━━━ Data in this exercise ━━━
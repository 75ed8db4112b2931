//! Batched generation pipeline.
//!
//! A run replaces every cell of its [`GridScope`]:
//!
//! ```text
//!  plan ─► lock scope ─► spawn ─┬─► 5%   plan event
//!                               ├─► 10%  delete scope cells (commit)
//!                               ├─► per resolution:
//!                               │     tessellate (blocking pool, heartbeats)
//!                               │     insert batches (commit each)
//!                               ├─► mark area generated (commit)
//!                               ├─► clear tile cache
//!                               └─► 100% success
//! ```
//!
//! Events travel through a bounded channel, so a slow consumer slows the
//! producer down. A dropped consumer stops the run at its next event; batches
//! already committed stay.

use std::future::Future;
use std::sync::Arc;
use std::time::Duration;

use h3o::CellIndex;
use tokio::sync::mpsc;
use tokio::time::{interval, Instant, MissedTickBehavior};
use tracing::{debug, error, info, warn};
use uuid::Uuid;

use crate::error::{GridError, StoreError};
use crate::geometry::BoundaryGeometry;
use crate::grid::{
    cell_polygon, format_area_km2, plan, resolution_area_km2, resolution_from_u8, tessellate,
};
use crate::store::{GridScope, GridStore, NewGridCell};
use crate::tile::TileCache;

use super::lock::{GenerationLocks, ScopeGuard};
use super::progress::{ProgressEvent, ProgressStream};

/// Default number of cells per committed batch.
pub const DEFAULT_BATCH_SIZE: usize = 2000;

/// Smallest accepted batch size.
pub const MIN_BATCH_SIZE: usize = 100;

/// Largest accepted batch size.
pub const MAX_BATCH_SIZE: usize = 5000;

/// Default quiet period before a heartbeat event.
pub const DEFAULT_HEARTBEAT: Duration = Duration::from_secs(5);

/// Cell-area range and resolution count used when an area leaves them unset.
pub const DEFAULT_MIN_CELL_AREA_KM2: f64 = 0.0003;
pub const DEFAULT_MAX_CELL_AREA_KM2: f64 = 5.0;
pub const DEFAULT_NUM_RESOLUTIONS: i64 = 8;

const CHANNEL_CAPACITY: usize = 64;

// =============================================================================
// Configuration
// =============================================================================

/// Tuning for generation runs.
#[derive(Debug, Clone)]
pub struct GeneratorConfig {
    pub batch_size: usize,
    pub heartbeat: Duration,
}

impl GeneratorConfig {
    /// Batch size is clamped to [`MIN_BATCH_SIZE`]..=[`MAX_BATCH_SIZE`].
    pub fn new(batch_size: usize, heartbeat: Duration) -> Self {
        Self {
            batch_size: batch_size.clamp(MIN_BATCH_SIZE, MAX_BATCH_SIZE),
            heartbeat: heartbeat.max(Duration::from_millis(1)),
        }
    }
}

impl Default for GeneratorConfig {
    fn default() -> Self {
        Self::new(DEFAULT_BATCH_SIZE, DEFAULT_HEARTBEAT)
    }
}

/// Everything a run needs once planning is done.
#[derive(Debug, Clone)]
pub struct GenerationJob {
    pub scope: GridScope,
    pub boundary: Arc<BoundaryGeometry>,

    /// Ascending, non-empty
    pub resolutions: Vec<u8>,

    pub min_area_km2: f64,
    pub max_area_km2: f64,
}

// =============================================================================
// Grid Generator
// =============================================================================

/// Starts generation runs against a datastore.
pub struct GridGenerator<S: GridStore> {
    store: Arc<S>,
    config: GeneratorConfig,
    locks: GenerationLocks,

    /// Cleared when a run changes cells
    tile_cache: Option<Arc<TileCache>>,
}

impl<S: GridStore> Clone for GridGenerator<S> {
    fn clone(&self) -> Self {
        Self {
            store: Arc::clone(&self.store),
            config: self.config.clone(),
            locks: self.locks.clone(),
            tile_cache: self.tile_cache.clone(),
        }
    }
}

impl<S: GridStore> GridGenerator<S> {
    pub fn new(store: Arc<S>, config: GeneratorConfig) -> Self {
        Self {
            store,
            config,
            locks: GenerationLocks::new(),
            tile_cache: None,
        }
    }

    /// Invalidate `cache` whenever a run deletes or finishes writing cells.
    pub fn with_tile_cache(mut self, cache: Arc<TileCache>) -> Self {
        self.tile_cache = Some(cache);
        self
    }

    pub fn config(&self) -> &GeneratorConfig {
        &self.config
    }

    /// Whether a run currently holds `scope`.
    pub fn is_running(&self, scope: &GridScope) -> bool {
        self.locks.is_held(scope)
    }

    /// Generate the grid of one area from its stored configuration.
    ///
    /// Unset (or zero) configuration values fall back to 0.0003 km², 5 km²
    /// and 8 resolutions.
    ///
    /// # Errors
    ///
    /// Returned before any persistence:
    /// - [`GridError::TargetNotFound`] for a missing area or boundary
    /// - [`GridError::InvalidConfiguration`] when planning rejects the range
    /// - [`GridError::GenerationInProgress`] when the area is being generated
    pub async fn generate_for_area(&self, area_id: Uuid) -> Result<ProgressStream, GridError> {
        let area = self
            .store
            .area(area_id)
            .await?
            .ok_or_else(|| GridError::TargetNotFound {
                target: format!("Area {}", area_id),
            })?;
        let boundary = area.boundary.ok_or_else(|| GridError::TargetNotFound {
            target: format!("Boundary of area {}", area_id),
        })?;

        let min_area_km2 = area
            .min_cell_area_km2
            .filter(|v| *v != 0.0)
            .unwrap_or(DEFAULT_MIN_CELL_AREA_KM2);
        let max_area_km2 = area
            .max_cell_area_km2
            .filter(|v| *v != 0.0)
            .unwrap_or(DEFAULT_MAX_CELL_AREA_KM2);
        let count = area
            .num_resolutions
            .filter(|n| *n != 0)
            .map(i64::from)
            .unwrap_or(DEFAULT_NUM_RESOLUTIONS);

        let resolutions = plan(min_area_km2, max_area_km2, count)?;

        self.start(GenerationJob {
            scope: GridScope::area(area.project_id, area.id),
            boundary: Arc::new(boundary),
            resolutions,
            min_area_km2,
            max_area_km2,
        })
    }

    /// Generate the legacy project-level grid over the project boundary.
    ///
    /// # Errors
    ///
    /// Same as [`GridGenerator::generate_for_area`].
    pub async fn generate_for_project(
        &self,
        project_id: Uuid,
        min_area_km2: f64,
        max_area_km2: f64,
        count: i64,
    ) -> Result<ProgressStream, GridError> {
        let project = self
            .store
            .project(project_id)
            .await?
            .ok_or_else(|| GridError::TargetNotFound {
                target: format!("Project {}", project_id),
            })?;
        let boundary = project.boundary.ok_or_else(|| GridError::TargetNotFound {
            target: format!("Boundary of project {}", project_id),
        })?;

        let resolutions = plan(min_area_km2, max_area_km2, count)?;

        self.start(GenerationJob {
            scope: GridScope::project(project_id),
            boundary: Arc::new(boundary),
            resolutions,
            min_area_km2,
            max_area_km2,
        })
    }

    /// Lock the job's scope and run it on a spawned task.
    ///
    /// # Errors
    ///
    /// [`GridError::GenerationInProgress`] if the scope is already held, and
    /// [`GridError::InvalidConfiguration`] for an empty resolution list.
    pub fn start(&self, job: GenerationJob) -> Result<ProgressStream, GridError> {
        if job.resolutions.is_empty() {
            return Err(GridError::invalid_config("no resolutions to generate"));
        }
        let guard = self.locks.try_acquire(job.scope)?;

        let (tx, rx) = mpsc::channel(CHANNEL_CAPACITY);
        let run = Run {
            store: Arc::clone(&self.store),
            config: self.config.clone(),
            tile_cache: self.tile_cache.clone(),
            tx,
            last_event: Instant::now(),
            progress: 0,
        };
        tokio::spawn(run.run(job, guard));

        Ok(ProgressStream::new(rx))
    }
}

// =============================================================================
// Run
// =============================================================================

/// Why a run stopped early.
enum Halt {
    Disconnected,
    Store(StoreError),
}

impl From<StoreError> for Halt {
    fn from(e: StoreError) -> Self {
        Halt::Store(e)
    }
}

/// Progress reported once resolution `index` of `total` is reached.
fn resolution_progress(index: usize, total: usize) -> u8 {
    (10 + (index + 1) * 80 / total.max(1)) as u8
}

struct Run<S: GridStore> {
    store: Arc<S>,
    config: GeneratorConfig,
    tile_cache: Option<Arc<TileCache>>,
    tx: mpsc::Sender<ProgressEvent>,
    last_event: Instant,
    progress: u8,
}

impl<S: GridStore> Run<S> {
    async fn run(mut self, job: GenerationJob, guard: ScopeGuard) {
        let outcome = self.execute(&job).await;

        // Tiles rendered mid-run show a partial grid, whatever the outcome
        self.clear_tiles().await;

        match outcome {
            Ok((total, created)) => {
                info!(
                    scope = %job.scope,
                    cells = total,
                    resolutions = ?created,
                    "Grid generation finished"
                );
                let _ = self.tx.send(ProgressEvent::success(total, created)).await;
            }
            Err(Halt::Disconnected) => {
                info!(scope = %job.scope, "Progress consumer went away, stopping generation");
            }
            Err(Halt::Store(e)) => {
                error!(scope = %job.scope, error = %e, "Grid generation failed");
                let event = ProgressEvent::error(format!("Grid generation failed: {}", e), self.progress);
                let _ = self.tx.send(event).await;
            }
        }

        // Release the scope before the stream ends
        drop(guard);
    }

    /// Run every step up to the terminal event.
    ///
    /// Returns the number of cells saved and the resolutions that produced
    /// cells.
    async fn execute(&mut self, job: &GenerationJob) -> Result<(usize, Vec<u8>), Halt> {
        let scope = job.scope;
        info!(
            scope = %scope,
            resolutions = ?job.resolutions,
            "Starting grid generation"
        );

        self.emit(
            ProgressEvent::processing(format!("Processing geometry: {}", job.boundary.kind()), 5)
                .with_plan(job.resolutions.clone(), job.min_area_km2, job.max_area_km2),
        )
        .await?;

        let removed = self.store.delete_cells(&scope).await?;
        self.clear_tiles().await;
        debug!(scope = %scope, removed, "Deleted previous cells");
        self.emit(ProgressEvent::processing(
            format!("Cleared existing cells for {}", scope),
            10,
        ))
        .await?;

        let mut total = 0usize;
        let mut created = Vec::with_capacity(job.resolutions.len());

        for (index, &resolution) in job.resolutions.iter().enumerate() {
            let cells = self
                .tessellate(Arc::clone(&job.boundary), resolution)
                .await?;
            if cells.is_empty() {
                debug!(resolution, "No cells at resolution, skipping");
                continue;
            }

            let progress = resolution_progress(index, job.resolutions.len());
            let area = resolution_area_km2(resolution).unwrap_or(0.0);
            self.emit(
                ProgressEvent::processing(
                    format!(
                        "Resolution {} ({}): {} cells",
                        resolution,
                        format_area_km2(area),
                        cells.len()
                    ),
                    progress,
                )
                .with_resolution(resolution)
                .with_cells(cells.len()),
            )
            .await?;

            for chunk in cells.chunks(self.config.batch_size) {
                let batch: Vec<NewGridCell> = chunk
                    .iter()
                    .map(|&cell| NewGridCell {
                        h3_index: cell.to_string(),
                        resolution,
                        boundary: cell_polygon(cell),
                    })
                    .collect();

                let store = Arc::clone(&self.store);
                self.with_heartbeats(store.insert_cells(&scope, &batch), resolution, "saving cells")
                    .await??;
                total += batch.len();
                debug!(resolution, batch = batch.len(), total, "Saved cell batch");

                self.emit(
                    ProgressEvent::processing(
                        format!("Resolution {}: {} cells saved", resolution, total),
                        progress,
                    )
                    .with_resolution(resolution)
                    .with_count(total),
                )
                .await?;
            }

            created.push(resolution);
        }

        if let Some(area_id) = scope.area_id {
            self.store.mark_grids_generated(area_id).await?;
        }

        Ok((total, created))
    }

    /// Tessellate on the blocking pool, sending heartbeats while it runs.
    ///
    /// A failed tessellation task is logged and yields no cells.
    async fn tessellate(
        &mut self,
        boundary: Arc<BoundaryGeometry>,
        resolution: u8,
    ) -> Result<Vec<CellIndex>, Halt> {
        let grid_resolution = match resolution_from_u8(resolution) {
            Ok(r) => r,
            Err(e) => {
                warn!(resolution, error = %e, "Skipping unusable resolution");
                return Ok(Vec::new());
            }
        };

        let task = tokio::task::spawn_blocking(move || {
            tessellate(&boundary, grid_resolution)
                .into_iter()
                .collect::<Vec<_>>()
        });

        let joined = self.with_heartbeats(task, resolution, "tessellating").await?;
        Ok(joined.unwrap_or_else(|e| {
            warn!(resolution, error = %e, "Tessellation task failed, skipping resolution");
            Vec::new()
        }))
    }

    /// Drive `work` to completion, emitting a heartbeat whenever the stream
    /// has been quiet for the configured interval.
    async fn with_heartbeats<F: Future>(
        &mut self,
        work: F,
        resolution: u8,
        activity: &str,
    ) -> Result<F::Output, Halt> {
        tokio::pin!(work);

        let mut ticker = interval(self.config.heartbeat);
        ticker.set_missed_tick_behavior(MissedTickBehavior::Delay);

        loop {
            tokio::select! {
                output = &mut work => return Ok(output),
                _ = ticker.tick() => {
                    if self.last_event.elapsed() >= self.config.heartbeat {
                        let heartbeat = ProgressEvent::processing(
                            format!("Resolution {}: {}...", resolution, activity),
                            self.progress,
                        )
                        .with_resolution(resolution);
                        self.emit(heartbeat).await?;
                    }
                }
            }
        }
    }

    async fn emit(&mut self, event: ProgressEvent) -> Result<(), Halt> {
        self.progress = event.progress;
        self.tx.send(event).await.map_err(|_| Halt::Disconnected)?;
        self.last_event = Instant::now();
        Ok(())
    }

    async fn clear_tiles(&self) {
        if let Some(cache) = &self.tile_cache {
            cache.clear().await;
        }
    }
}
━━━
- [Work instructions] Extract exactly the leading lines of the data, stopping at and including the line with "consumer slows the".

- [Result below]
repository 75ed8db4112b2931
//! Batched generation pipeline.
//!
//! A run replaces every cell of its [`GridScope`]:
//!
//! ```text
//!  plan ─► lock scope ─► spawn ─┬─► 5%   plan event
//!                               ├─► 10%  delete scope cells (commit)
//!                               ├─► per resolution:
//!                               │     tessellate (blocking pool, heartbeats)
//!                               │     insert batches (commit each)
//!                               ├─► mark area generated (commit)
//!                               ├─► clear tile cache
//!                               └─► 100% success
//! ```
//!
//! Events travel through a bounded channel, so a slow consumer slows the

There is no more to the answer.